Christian Science and Politics

"Politics," writes Robert Louis Stevenson, "is perhaps the only profession for which no preparation is thought necessary." How unfortunate for the commonweal is this conception! According to Webster, politics is the science and art of government. Should not a politician, therefore, in the better sense of the word, be at once a scientist and an artist? He should conceive of scientific government as founded on Principle and motivated by righteous, harmony-producing law; and, as an artist, he should be a skilled, dexterous practitioner of this law. But how much is this high, true sense of politics perverted! When one is said to be "playing politics," he is supposed to be guilty of questionable, selfish practices wherein men, and not measures, are the prime consideration.

In her "Rule for Motives and Acts" in the Church Manual our far-seeing Leader, Mary Baker Eddy, in a few words describes the erroneous sense of politics and gives the remedy therefor. She writes (Art. VIII, Sect. 1): "Neither animosity nor mere personal attachment should impel the motives or acts of the members of The Mother Church." Then she adds, "In Science, divine Love alone governs man." The alert Christian Scientist, therefore, should be found protecting politics, all righteous political activity, from the encroachments of the carnal mind's perverted concept. In her book, "The First Church of Christ, Scientist, and Miscellany" (p. 291), Mrs. Eddy pictures graphically true politics in operation. Commenting on the work of the martyred President McKinley, she writes, "It began by warming the marble of politics into zeal according to wisdom, quenching the volcanoes of partizanship, and uniting the interests of all peoples; and it ended with a universal good overcoming evil."
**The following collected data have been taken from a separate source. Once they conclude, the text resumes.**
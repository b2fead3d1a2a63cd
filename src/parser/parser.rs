use std::fs;
use std::io::Read;
use std::path::Path;

use anyhow::{Context, Result};
use serde::de::DeserializeOwned;
use tracing::debug;

use crate::parser::types::*;

// Trees nest without bound, so parse without serde_json's recursion limit
// and let serde_stacker grow the stack as needed.
fn from_json<T: DeserializeOwned>(json: &str) -> serde_json::Result<T> {
    let mut deserializer = serde_json::Deserializer::from_str(json);
    deserializer.disable_recursion_limit();
    let value = T::deserialize(serde_stacker::Deserializer::new(&mut deserializer))?;
    deserializer.end()?;
    Ok(value)
}

// Loader for the tree handed over by whatever gathered the source data
pub struct TreeParser;

impl TreeParser {
    pub fn parse_str(json: &str) -> Result<Item> {
        let root: Item = from_json(json).context("Failed to parse tree JSON")?;
        debug!(
            root = root.name.as_deref().unwrap_or("<anonymous>"),
            items = root.count(),
            "parsed tree"
        );
        Ok(root)
    }

    pub fn parse_reader(mut reader: impl Read) -> Result<Item> {
        let mut json = String::new();
        reader
            .read_to_string(&mut json)
            .context("Failed to read tree JSON")?;
        Self::parse_str(&json)
    }

    /// Reads a tree from `path`, or from standard input when `path` is `-`
    pub fn parse_path(path: &Path) -> Result<Item> {
        if path.to_str() == Some("-") {
            return Self::parse_reader(std::io::stdin().lock());
        }

        let json = fs::read_to_string(path)
            .with_context(|| format!("Failed to read tree file {}", path.display()))?;
        Self::parse_str(&json).with_context(|| format!("Invalid tree in {}", path.display()))
    }
}

// Loader for user supplied decorator profiles
pub struct ProfileParser;

impl ProfileParser {
    pub fn parse_str(json: &str) -> Result<ProfileFile> {
        let file: ProfileFile = from_json(json).context("Failed to parse profile JSON")?;
        debug!(
            json = file.json.len(),
            xml = file.xml.len(),
            dot = file.dot.len(),
            "parsed profiles"
        );
        Ok(file)
    }

    pub fn parse_path(path: &Path) -> Result<ProfileFile> {
        let json = fs::read_to_string(path)
            .with_context(|| format!("Failed to read profile file {}", path.display()))?;
        Self::parse_str(&json).with_context(|| format!("Invalid profiles in {}", path.display()))
    }
}
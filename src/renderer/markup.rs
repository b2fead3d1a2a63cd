//! Colorization markers wrapped around rendered fragments

use crate::renderer::traits::Render;

/// Opens a marker tag; becomes `<` once the surrounding text is escaped
pub const MARKER_OPEN: &str = "!%#";
/// Closes a marker tag; becomes `>` once the surrounding text is escaped
pub const MARKER_CLOSE: &str = "#%!";

/// Semantic class of an emitted fragment
#[derive(Debug, Clone, Copy, PartialEq, Eq, Hash)]
pub enum Fragment {
    OuterOpeningPrefix,
    OuterOpeningSuffix,
    OuterClosingPrefix,
    OuterClosingSuffix,
    InnerOpeningPrefix,
    InnerItem,
    InnerOpeningSuffix,
    InnerClosingPrefix,
}

impl Fragment {
    pub fn class_name(self) -> &'static str {
        match self {
            Fragment::OuterOpeningPrefix => "OuterOpeningPrefix",
            Fragment::OuterOpeningSuffix => "OuterOpeningSuffix",
            Fragment::OuterClosingPrefix => "OuterClosingPrefix",
            Fragment::OuterClosingSuffix => "OuterClosingSuffix",
            Fragment::InnerOpeningPrefix => "InnerOpeningPrefix",
            Fragment::InnerItem => "InnerItem",
            Fragment::InnerOpeningSuffix => "InnerOpeningSuffix",
            Fragment::InnerClosingPrefix => "InnerClosingPrefix",
        }
    }
}

/// Wraps each fragment in a begin/end marker pair carrying its class name
pub struct Markers;

impl Render for Markers {
    fn style(&self, fragment: Fragment, content: &str) -> String {
        format!(
            "{open}span class=\"{class}\"{close}{content}{open}/span{close}",
            open = MARKER_OPEN,
            close = MARKER_CLOSE,
            class = fragment.class_name(),
        )
    }
}

/// Converts marked-up output into HTML. The text is escaped first and the
/// markers are substituted afterwards, so literal angle brackets in the
/// output stay escaped while the markers become real `<span>` tags.
pub fn to_html(marked: &str) -> String {
    let mut escaped = String::with_capacity(marked.len());
    for c in marked.chars() {
        match c {
            '&' => escaped.push_str("&amp;"),
            '<' => escaped.push_str("&lt;"),
            '>' => escaped.push_str("&gt;"),
            _ => escaped.push(c),
        }
    }

    escaped.replace(MARKER_OPEN, "<").replace(MARKER_CLOSE, ">")
}

/// Drops every marker, leaving the text as if rendered without colorization
pub fn strip_markers(marked: &str) -> String {
    let mut output = String::with_capacity(marked.len());
    let mut rest = marked;

    while let Some(start) = rest.find(MARKER_OPEN) {
        output.push_str(&rest[..start]);
        let tail = &rest[start + MARKER_OPEN.len()..];
        match tail.find(MARKER_CLOSE) {
            Some(end) => rest = &tail[end + MARKER_CLOSE.len()..],
            None => {
                rest = &rest[start..];
                break;
            }
        }
    }

    output.push_str(rest);
    output
}
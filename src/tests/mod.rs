#[cfg(test)]
mod rendering_tests {
    use crate::profile::builtin;
    use crate::renderer::markup::strip_markers;
    use crate::renderer::traits::MockRender;
    use crate::{
        Collection, Decorator, DecoratorTable, Exporter, Format, Fragment, Item, Markers, Profile,
        ProfileSet, RenderContext, Structure, Style, TreeRenderer, DEFAULT_PROFILE,
    };

    // App -> Modules -> AppModule
    fn create_app_tree() -> Item {
        Item::new("App").with_child(Collection::new("Modules").with_element(Item::new("AppModule")))
    }

    fn create_nested_tree() -> Item {
        Item::new("App")
            .with_child(
                Collection::new("Modules")
                    .with_element(Item::new("A"))
                    .with_element(
                        Item::new("B").with_child(Collection::new("Parts").with_element(Item::new("C"))),
                    ),
            )
            .with_child(Collection::new("Services").with_element(Item::new("S")))
    }

    fn exporter_with(format: Format, profile: Profile, tree: Item) -> Exporter {
        let mut profiles = ProfileSet::builtin();
        profiles.registry_mut(format).register(profile);
        Exporter::with_profiles(tree, profiles)
    }

    #[test]
    fn test_json_like_scenario() {
        let output = Exporter::new(create_app_tree()).render_as_json_like(DEFAULT_PROFILE, false);

        assert!(output.starts_with('{'));
        assert!(output.ends_with('}'));
        assert!(output.contains("'Modules' :["));
        assert!(output.contains("{ 'AppModule' :{"));
        assert_eq!(
            output,
            "{ { 'App' :{\n  'Modules' :[\n   { 'AppModule' :{}}\n ]\n}}\n}"
        );
    }

    #[test]
    fn test_xml_like_scenario() {
        let output = Exporter::new(create_app_tree()).render_as_xml_like(DEFAULT_PROFILE, false);

        assert_eq!(
            output,
            " <Item name='App'>\n  <Modules>\n   <Item name='AppModule'></Item>\n </Modules>\n</Item>\n"
        );
    }

    #[test]
    fn test_graph_scenario() {
        let output = Exporter::new(create_app_tree()).render_as_graph(DEFAULT_PROFILE, false);

        assert!(output.starts_with("digraph G{ "));
        assert!(output.ends_with(" }"));
        assert!(output.contains("subgraph cluster_Modules"));
        assert_eq!(
            output,
            "digraph G{  App\n  subgraph cluster_Modules{ color=yellow; node [style=filled,color=white]; color=blue; \n   AppModule\n  label = \"Modules\"; }\n\n }"
        );
    }

    #[test]
    fn test_graph_sanitizes_cluster_identifier() {
        let tree = Item::new("App")
            .with_child(Collection::new("My Component").with_element(Item::new("Header")));
        let output = Exporter::new(tree).render_as_graph(DEFAULT_PROFILE, false);

        assert!(output.contains("subgraph cluster_My_Component"));
        assert!(output.contains("label = \"My Component\""));
        assert!(!output.contains("cluster_My Component"));
    }

    #[test]
    fn test_rendering_is_idempotent() {
        let exporter = Exporter::new(create_nested_tree());
        for format in Format::ALL {
            let first = exporter.render(format, DEFAULT_PROFILE, false);
            let second = exporter.render(format, DEFAULT_PROFILE, false);
            assert_eq!(first, second, "{} output changed between renders", format);
        }
    }

    #[test]
    fn test_unknown_profile_matches_default() {
        let exporter = Exporter::new(create_nested_tree());
        for format in Format::ALL {
            assert_eq!(
                exporter.render(format, "no-such-profile", false),
                exporter.render(format, DEFAULT_PROFILE, false)
            );
        }
    }

    #[test]
    fn test_separators_only_between_items() {
        let things = ["One", "Two", "Three", "Four"]
            .into_iter()
            .fold(Collection::new("Things"), |c, name| c.with_element(Item::new(name)));
        let output = Exporter::new(Item::new("Root").with_child(things))
            .render_as_json_like(DEFAULT_PROFILE, false);

        assert_eq!(output.matches(',').count(), 3);
        assert_eq!(
            output,
            "{ { 'Root' :{\n  'Things' :[\n   { 'One' :{}},\n   { 'Two' :{}},\n   { 'Three' :{}},\n   { 'Four' :{}}\n ]\n}}\n}"
        );

        // Nothing trails the last item
        let last_comma = output.rfind(',').unwrap();
        let last_item = output.find("'Four'").unwrap();
        assert!(last_comma < last_item);
    }

    #[test]
    fn test_single_element_has_no_separator() {
        let output = Exporter::new(create_app_tree()).render_as_json_like(DEFAULT_PROFILE, false);
        assert!(!output.contains(','));
    }

    #[test]
    fn test_empty_collection() {
        let tree = Item::new("App").with_child(Collection::new("Empty"));
        let output = Exporter::new(tree).render_as_json_like(DEFAULT_PROFILE, false);

        assert_eq!(output, "{ { 'App' :{\n  'Empty' :[]\n}}\n}");
    }

    #[test]
    fn test_anonymous_root_renders_decorators_only() {
        let tree = Item::anonymous().with_child(Collection::new("Modules").with_element(Item::new("M")));
        let output = Exporter::new(tree).render_as_xml_like(DEFAULT_PROFILE, false);

        assert_eq!(
            output,
            " <Item name=''>\n  <Modules>\n   <Item name='M'></Item>\n </Modules>\n</Item>\n"
        );
    }

    #[test]
    fn test_breadcrumb_placeholders() {
        let table = DecoratorTable::new(
            Decorator::new("<group name=\"CollectionPlaceholder\">", "", "</group>", "")
                .with_item_layout(Style::Block, 1, ' '),
            Decorator::new("<node id=\"${0}\" parent=\"${1}\" label=\"", "\">", "</node>", "")
                .with_item_layout(Style::Block, 1, ' '),
        );
        let tree = Item::new("App Root").with_child(
            Collection::new("Modules").with_element(
                Item::new("Core-Module")
                    .with_child(Collection::new("Services").with_element(Item::new("Auth"))),
            ),
        );

        let exporter = exporter_with(Format::Xml, Profile::new("ids", table), tree);
        let output = exporter.render_as_xml_like("ids", false);

        assert_eq!(
            output,
            " <node id=\"App_Root\" parent=\"${1}\" label=\"App Root\">\n  <group name=\"Modules\">\n   <node id=\"Core_Module\" parent=\"App_Root\" label=\"Core-Module\">\n    <group name=\"Services\">\n     <node id=\"Auth\" parent=\"Core_Module\" label=\"Auth\"></node>\n   </group>\n  </node>\n </group>\n</node>\n"
        );
    }

    #[test]
    fn test_block_children_with_tab_indent() {
        let table = DecoratorTable::new(
            Decorator::new("[", "", "]", "")
                .with_children_layout(Style::Block, 2, ' ')
                .with_separator(", "),
            Decorator::new("(", ")", "end", "")
                .with_children_layout(Style::Block, 1, '\t')
                .with_separator(", "),
        );
        let tree = Item::new("root").with_child(
            Collection::new("list")
                .with_element(Item::new("a"))
                .with_element(Item::new("b")),
        );

        let exporter = exporter_with(Format::Xml, Profile::new("blocks", table), tree);
        assert_eq!(
            exporter.render_as_xml_like("blocks", false),
            "(root\n\t)\n[\n\t  \n(a\n\t  \t)\n\t end, (b\n\t  \t)\n\t end\n]\nend"
        );
    }

    #[test]
    fn test_structure_overrides_apply_per_child() {
        let structure = Structure::default().with_child(
            Structure::default()
                .with_outer(
                    Decorator::new("<mods>", "", "</mods>", "")
                        .with_item_layout(Style::Block, 1, ' ')
                        .with_separator(" | "),
                )
                .with_inner(
                    Decorator::new("<mod>", "", "</mod>", "").with_item_layout(Style::Block, 1, ' '),
                ),
        );
        let profile = Profile::new("modules", builtin::xml_profile().decorators).with_structure(structure);
        let exporter = exporter_with(Format::Xml, profile, create_nested_tree());

        // First child collection and its elements use the overrides, deeper
        // levels and the second collection keep the table defaults
        assert_eq!(
            exporter.render_as_xml_like("modules", false),
            " <Item name='App'>\n  <mods>\n   <mod>A</mod> | \n   <mod>B\n    <Parts>\n     <Item name='C'></Item>\n   </Parts>\n  </mod>\n </mods>\n  <Services>\n   <Item name='S'></Item>\n </Services>\n</Item>\n"
        );
        assert_eq!(
            exporter.render_as_xml_like(DEFAULT_PROFILE, false),
            " <Item name='App'>\n  <Modules>\n   <Item name='A'></Item>,\n   <Item name='B'>\n    <Parts>\n     <Item name='C'></Item>\n   </Parts>\n  </Item>\n </Modules>\n  <Services>\n   <Item name='S'></Item>\n </Services>\n</Item>\n"
        );
    }

    #[test]
    fn test_colorized_wraps_fragments() {
        let output = Exporter::new(create_app_tree()).render_as_xml_like(DEFAULT_PROFILE, true);

        assert_eq!(
            output,
            " !%#span class=\"InnerOpeningPrefix\"#%!<Item name='!%#/span#%!!%#span class=\"InnerItem\"#%!App!%#/span#%!!%#span class=\"InnerOpeningSuffix\"#%!'>!%#/span#%!\n  !%#span class=\"OuterOpeningPrefix\"#%!<Modules>!%#/span#%!!%#span class=\"OuterOpeningSuffix\"#%!!%#/span#%!\n   !%#span class=\"InnerOpeningPrefix\"#%!<Item name='!%#/span#%!!%#span class=\"InnerItem\"#%!AppModule!%#/span#%!!%#span class=\"InnerOpeningSuffix\"#%!'>!%#/span#%!!%#span class=\"InnerClosingPrefix\"#%!</Item>!%#/span#%!\n !%#span class=\"OuterClosingPrefix\"#%!</Modules>!%#/span#%!\n!%#span class=\"OuterClosingSuffix\"#%!!%#/span#%!!%#span class=\"InnerClosingPrefix\"#%!</Item>!%#/span#%!\n"
        );
    }

    #[test]
    fn test_colorized_strips_back_to_plain() {
        let exporter = Exporter::new(create_nested_tree());
        for format in Format::ALL {
            let plain = exporter.render(format, DEFAULT_PROFILE, false);
            let colorized = exporter.render(format, DEFAULT_PROFILE, true);
            assert_ne!(plain, colorized);
            assert_eq!(strip_markers(&colorized), plain);
        }
    }

    #[test]
    fn test_html_keeps_literal_brackets_escaped() {
        let output = Exporter::new(create_app_tree()).render_as_xml_like(DEFAULT_PROFILE, true);
        let html = crate::to_html(&output);

        assert!(html.contains("<span class=\"OuterOpeningPrefix\">&lt;Modules&gt;</span>"));
        assert!(html.contains("<span class=\"InnerItem\">AppModule</span>"));
        assert!(!html.contains("<Modules>"));
    }

    #[test]
    fn test_render_styles_every_fragment() {
        let mut markup = MockRender::new();
        // Two items with four fragments each, one collection with four
        markup
            .expect_style()
            .times(12)
            .returning(|fragment: Fragment, content: &str| format!("[{}:{}]", fragment.class_name(), content));

        let tree = create_app_tree();
        let table = builtin::json_profile().decorators;
        let context = RenderContext::root(&tree, &table, None, true);
        let output = TreeRenderer::new(&markup).render_item(&context);

        assert!(output.contains("[InnerItem:App]"));
        assert!(output.contains("[InnerItem:AppModule]"));
        assert!(output.contains("[OuterOpeningPrefix:'Modules' :[]"));
        assert!(output.contains("[OuterClosingPrefix:]]"));
    }

    #[test]
    fn test_plain_render_never_styles() {
        let mut markup = MockRender::new();
        markup.expect_style().never();

        let tree = create_nested_tree();
        let table = builtin::dot_profile().decorators;
        let context = RenderContext::root(&tree, &table, None, false);
        let output = TreeRenderer::new(&markup).render_item(&context);

        assert!(output.contains("subgraph cluster_Parts"));
    }

    #[test]
    fn test_collection_name_follows_opening_prefix() {
        let collection = Collection::new("Modules")
            .with_name("mods")
            .with_element(Item::new("A"));
        let table = DecoratorTable::new(
            Decorator::new("[", "", "]", ""),
            Decorator::new("(", "", ")", ""),
        );
        let renderer = TreeRenderer::new(&Markers);

        let plain = RenderContext::root(&collection, &table, None, false);
        assert_eq!(renderer.render_collection(&plain), "[mods\n(A)]");

        // The name is written as is, outside any marker
        let colorized = RenderContext::root(&collection, &table, None, true);
        assert!(renderer
            .render_collection(&colorized)
            .contains("!%#span class=\"OuterOpeningPrefix\"#%![!%#/span#%!mods"));
    }

    #[test]
    fn test_deeply_nested_tree() {
        let depth = 200;
        let mut tree = Item::new("leaf");
        for level in (0..depth).rev() {
            tree = Item::new(format!("n{}", level))
                .with_child(Collection::new(format!("c{}", level)).with_element(tree));
        }

        let output = Exporter::new(tree).render_as_xml_like(DEFAULT_PROFILE, false);
        assert_eq!(output.matches("<Item name=").count(), depth + 1);
        assert_eq!(output.matches("</Item>").count(), depth + 1);
        assert!(output.contains("<c199>"));
    }

    #[test]
    fn test_profile_without_default_uses_first() {
        let table = DecoratorTable::new(
            Decorator::new("<only>", "", "</only>", ""),
            Decorator::new("", "", "", ""),
        );
        let mut registry = crate::ProfileRegistry::new(Format::Json, Profile::new("only", table));
        registry.register(Profile::new("other", builtin::json_profile().decorators));

        assert_eq!(registry.resolve(DEFAULT_PROFILE).name, "only");
    }
}
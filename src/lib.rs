//! # tree-export
//!
//! Renders a tree of alternating items and collections into JSON-like,
//! XML-like and graph description output. A single recursive walk produces
//! every format; what differs between them is only the decorator table of
//! the selected profile.
//!
//! ```ignore
//! use tree_export::{Collection, Exporter, Item};
//!
//! let tree = Item::new("App")
//!     .with_child(Collection::new("Modules").with_element(Item::new("AppModule")));
//! let graph = Exporter::new(tree).render_as_graph("default", false);
//! assert!(graph.contains("subgraph cluster_Modules"));
//! ```

pub mod parser;
pub mod profile;
pub mod renderer;

#[cfg(test)]
mod tests;

pub use parser::{Collection, Item, ProfileFile, ProfileParser, TreeParser};
pub use profile::{
    Decorator, DecoratorTable, Format, Override, Profile, ProfileRegistry, ProfileSet, Role,
    Structure, Style, DEFAULT_PROFILE,
};
pub use renderer::{to_html, Exporter, Fragment, Markers, Render, RenderContext, TreeRenderer};
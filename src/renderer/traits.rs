use crate::profile::{DecoratorTable, Structure};
use crate::renderer::markup::Fragment;

/// Name recorded for one nesting level of the walk. Each rendered item
/// pushes its own entry onto the chain it was handed, so the chain always
/// describes the path from the root to the item currently being rendered.
#[derive(Debug, Clone, Copy)]
pub struct Breadcrumb<'a> {
    pub level: usize,
    pub name: Option<&'a str>,
    pub parent: Option<&'a Breadcrumb<'a>>,
}

impl<'a> Breadcrumb<'a> {
    pub fn new(level: usize, name: Option<&'a str>, parent: Option<&'a Breadcrumb<'a>>) -> Self {
        Self {
            level,
            name,
            parent,
        }
    }

    /// Name recorded at `level`, if that level is on the chain and named
    pub fn name_at(&self, level: usize) -> Option<&'a str> {
        let mut crumb = Some(self);
        while let Some(current) = crumb {
            if current.level == level {
                return current.name;
            }
            if current.level < level {
                return None;
            }
            crumb = current.parent;
        }
        None
    }
}

/// Configuration context for rendering one node
#[derive(Debug, Clone)]
pub struct RenderContext<'a, N> {
    pub node: &'a N,
    pub decorators: &'a DecoratorTable,
    pub overrides: Option<&'a Structure>,
    pub indent: String,
    pub level: usize,
    pub colorized: bool,
    /// Siblings still to be rendered after this node; `None` outside a
    /// collection
    pub elements_left: Option<usize>,
    pub breadcrumbs: Option<&'a Breadcrumb<'a>>,
}

impl<'a, N> RenderContext<'a, N> {
    pub fn root(
        node: &'a N,
        decorators: &'a DecoratorTable,
        overrides: Option<&'a Structure>,
        colorized: bool,
    ) -> Self {
        Self {
            node,
            decorators,
            overrides,
            indent: String::new(),
            level: 0,
            colorized,
            elements_left: None,
            breadcrumbs: None,
        }
    }

    /// Elements that follow this one inside the enclosing collection
    pub fn has_following_siblings(&self) -> bool {
        self.elements_left.is_some_and(|left| left > 0)
    }

    pub fn is_last_sibling(&self) -> bool {
        self.elements_left == Some(0)
    }
}

/// Styles one structural fragment of the output
#[cfg_attr(test, mockall::automock)]
pub trait Render {
    fn style(&self, fragment: Fragment, content: &str) -> String;
}
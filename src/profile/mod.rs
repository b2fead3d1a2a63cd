pub mod builtin;
pub mod decorator;
pub mod registry;

pub use decorator::*;
pub use registry::*;
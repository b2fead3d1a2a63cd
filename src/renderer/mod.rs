pub mod components;
pub mod markup;
pub mod renderer;
pub mod traits;

pub use components::*;
pub use markup::*;
pub use renderer::*;
pub use traits::*;
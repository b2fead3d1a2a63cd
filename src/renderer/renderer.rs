use tracing::{debug, trace};

use crate::parser::{Collection, Item};
use crate::profile::{resolve_decorator, Format, ProfileSet, Role};
use crate::renderer::components::*;
use crate::renderer::markup::{Fragment, Markers};
use crate::renderer::traits::*;

/// Walks a tree, emitting decorator fragments around every item and
/// collection. The walk itself knows nothing about any output format; all
/// of that lives in the decorator table carried by the context.
pub struct TreeRenderer<'m> {
    markup: &'m dyn Render,
}

impl<'m> TreeRenderer<'m> {
    pub fn new(markup: &'m dyn Render) -> Self {
        Self { markup }
    }

    fn emit<N>(&self, output: &mut String, context: &RenderContext<'_, N>, fragment: Fragment, text: &str) {
        if context.colorized {
            output.push_str(&self.markup.style(fragment, text));
        } else {
            output.push_str(text);
        }
    }

    pub fn render_item(&self, context: &RenderContext<'_, Item>) -> String {
        let mut output = String::new();
        self.write_item(&mut output, context);
        output
    }

    /// Elements are handed the collection's own grown indent rather than
    /// that indent joined onto the one the collection started from, so each
    /// level indents by exactly its decorator's amount.
    pub fn render_collection(&self, context: &RenderContext<'_, Collection>) -> String {
        let mut output = String::new();
        self.write_collection(&mut output, context);
        output
    }

    fn write_item(&self, output: &mut String, context: &RenderContext<'_, Item>) {
        let item = context.node;
        let outer = resolve_decorator(context.overrides, context.decorators, Role::Outer);
        let inner = resolve_decorator(context.overrides, context.decorators, Role::Inner);
        let name = item.name.as_deref();
        let crumbs = Breadcrumb::new(context.level, name, context.breadcrumbs);

        trace!(level = context.level, item = ?name, "rendering item");

        let mut indent = context.indent.clone();

        if inner.item_style.is_block() {
            indent = IndentationHelper::extend(
                &context.indent,
                inner.item_ident,
                inner.item_ident_character,
            );
            output.push_str(&indent);
        }

        let tag = Placeholders::substitute_breadcrumbs(&inner.opening_prefix, &crumbs, context.level);
        self.emit(output, context, Fragment::InnerOpeningPrefix, &tag);

        if let Some(name) = name {
            self.emit(output, context, Fragment::InnerItem, name);
        }

        if inner.children_style.is_block() {
            output.push('\n');
            indent = IndentationHelper::extend(
                &context.indent,
                inner.children_ident,
                inner.children_ident_character,
            );
            output.push_str(&indent);
        }
        self.emit(output, context, Fragment::InnerOpeningSuffix, &inner.opening_suffix);

        if !item.children.is_empty() {
            output.push('\n');
        }
        for (index, collection) in item.children.iter().enumerate() {
            let child = RenderContext {
                node: collection,
                decorators: context.decorators,
                overrides: context.overrides.and_then(|s| s.child(index)),
                indent: indent.clone(),
                level: context.level + 1,
                colorized: context.colorized,
                elements_left: None,
                breadcrumbs: Some(&crumbs),
            };
            self.write_collection(output, &child);
        }

        if inner.children_style.is_block() {
            output.push('\n');
            output.push_str(&IndentationHelper::extend(
                &context.indent,
                -inner.children_ident,
                inner.children_ident_character,
            ));
        }
        self.emit(output, context, Fragment::InnerClosingPrefix, &inner.closing_prefix);

        // The separator belongs to the collection holding this item
        if context.has_following_siblings() {
            output.push_str(&outer.separator);
        }

        if inner.item_style.is_block() {
            output.push('\n');
            if context.is_last_sibling() {
                output.push_str(&IndentationHelper::extend(
                    &context.indent,
                    -inner.item_ident,
                    inner.item_ident_character,
                ));
            }
        }
        output.push_str(&inner.closing_suffix);
    }

    fn write_collection(&self, output: &mut String, context: &RenderContext<'_, Collection>) {
        let collection = context.node;
        let outer = resolve_decorator(context.overrides, context.decorators, Role::Outer);
        let label = collection.label.as_str();

        trace!(level = context.level, label, elements = collection.elements.len(), "rendering collection");

        let mut indent = context.indent.clone();

        if outer.item_style.is_block() {
            indent = IndentationHelper::extend(
                &context.indent,
                outer.item_ident,
                outer.item_ident_character,
            );
            output.push_str(&indent);
        }
        let opening = Placeholders::substitute_label(&outer.opening_prefix, label);
        self.emit(output, context, Fragment::OuterOpeningPrefix, &opening);
        if let Some(name) = &collection.name {
            output.push_str(name);
        }

        if outer.children_style.is_block() {
            output.push('\n');
            indent = IndentationHelper::extend(
                &context.indent,
                outer.children_ident,
                outer.children_ident_character,
            );
            output.push_str(&indent);
        }
        self.emit(output, context, Fragment::OuterOpeningSuffix, &outer.opening_suffix);

        let count = collection.elements.len();
        if count > 0 {
            output.push('\n');
        }
        for (index, item) in collection.elements.iter().enumerate() {
            let element = RenderContext {
                node: item,
                decorators: context.decorators,
                overrides: context.overrides,
                indent: indent.clone(),
                level: context.level,
                colorized: context.colorized,
                elements_left: Some(count - 1 - index),
                breadcrumbs: context.breadcrumbs,
            };
            self.write_item(output, &element);
        }

        if outer.children_style.is_block() {
            output.push('\n');
            output.push_str(&IndentationHelper::extend(
                &context.indent,
                -outer.children_ident,
                outer.children_ident_character,
            ));
        }
        let closing = Placeholders::substitute_label(&outer.closing_prefix, label);
        self.emit(output, context, Fragment::OuterClosingPrefix, &closing);

        if outer.item_style.is_block() {
            output.push('\n');
            output.push_str(&IndentationHelper::extend(
                &context.indent,
                -outer.item_ident,
                outer.item_ident_character,
            ));
        }
        self.emit(output, context, Fragment::OuterClosingSuffix, &outer.closing_suffix);
    }
}

/// Renders one tree in any of the registered formats and profiles
pub struct Exporter {
    tree: Item,
    profiles: ProfileSet,
}

impl Exporter {
    pub fn new(tree: Item) -> Self {
        Self::with_profiles(tree, ProfileSet::builtin())
    }

    pub fn with_profiles(tree: Item, profiles: ProfileSet) -> Self {
        Self { tree, profiles }
    }

    /// JSON-shaped output, wrapped in `{` and `}`
    pub fn render_as_json_like(&self, profile_name: &str, colorized: bool) -> String {
        format!("{{{}}}", self.walk(Format::Json, profile_name, colorized))
    }

    /// XML-shaped output, returned as the walk produced it
    pub fn render_as_xml_like(&self, profile_name: &str, colorized: bool) -> String {
        self.walk(Format::Xml, profile_name, colorized)
    }

    /// Graph description, wrapped in a `digraph G{ ... }` envelope
    pub fn render_as_graph(&self, profile_name: &str, colorized: bool) -> String {
        format!("digraph G{{ {} }}", self.walk(Format::Dot, profile_name, colorized))
    }

    pub fn render(&self, format: Format, profile_name: &str, colorized: bool) -> String {
        match format {
            Format::Json => self.render_as_json_like(profile_name, colorized),
            Format::Xml => self.render_as_xml_like(profile_name, colorized),
            Format::Dot => self.render_as_graph(profile_name, colorized),
        }
    }

    fn walk(&self, format: Format, profile_name: &str, colorized: bool) -> String {
        let profile = self.profiles.registry(format).resolve(profile_name);
        let context = RenderContext::root(
            &self.tree,
            &profile.decorators,
            profile.structure.as_ref(),
            colorized,
        );

        let output = TreeRenderer::new(&Markers).render_item(&context);
        debug!(
            %format,
            requested = profile_name,
            profile = %profile.name,
            colorized,
            bytes = output.len(),
            "rendered tree"
        );
        output
    }
}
Does some pessimist regard this as a Utopian ideal, impossible of achievement? Christian Science reveals its absolute practicality when an individual or a nation, like the "beggar self" in Whittier's poem, "forgets to ask" for just its own selfish ends, and seeks the "universal good." Let us consider this question of politics first in one's own thinking. Unless divine Principle, Love, and not "animosity" and "mere personal attachment," is the welcome, dominant guest in one's mental home, what mischief, what inharmony, may claim presence, power, and activity therein! Often we hear of the need, either nationally or locally, for a political house cleaning. But where should this start? Where else indeed but in individual consciousness?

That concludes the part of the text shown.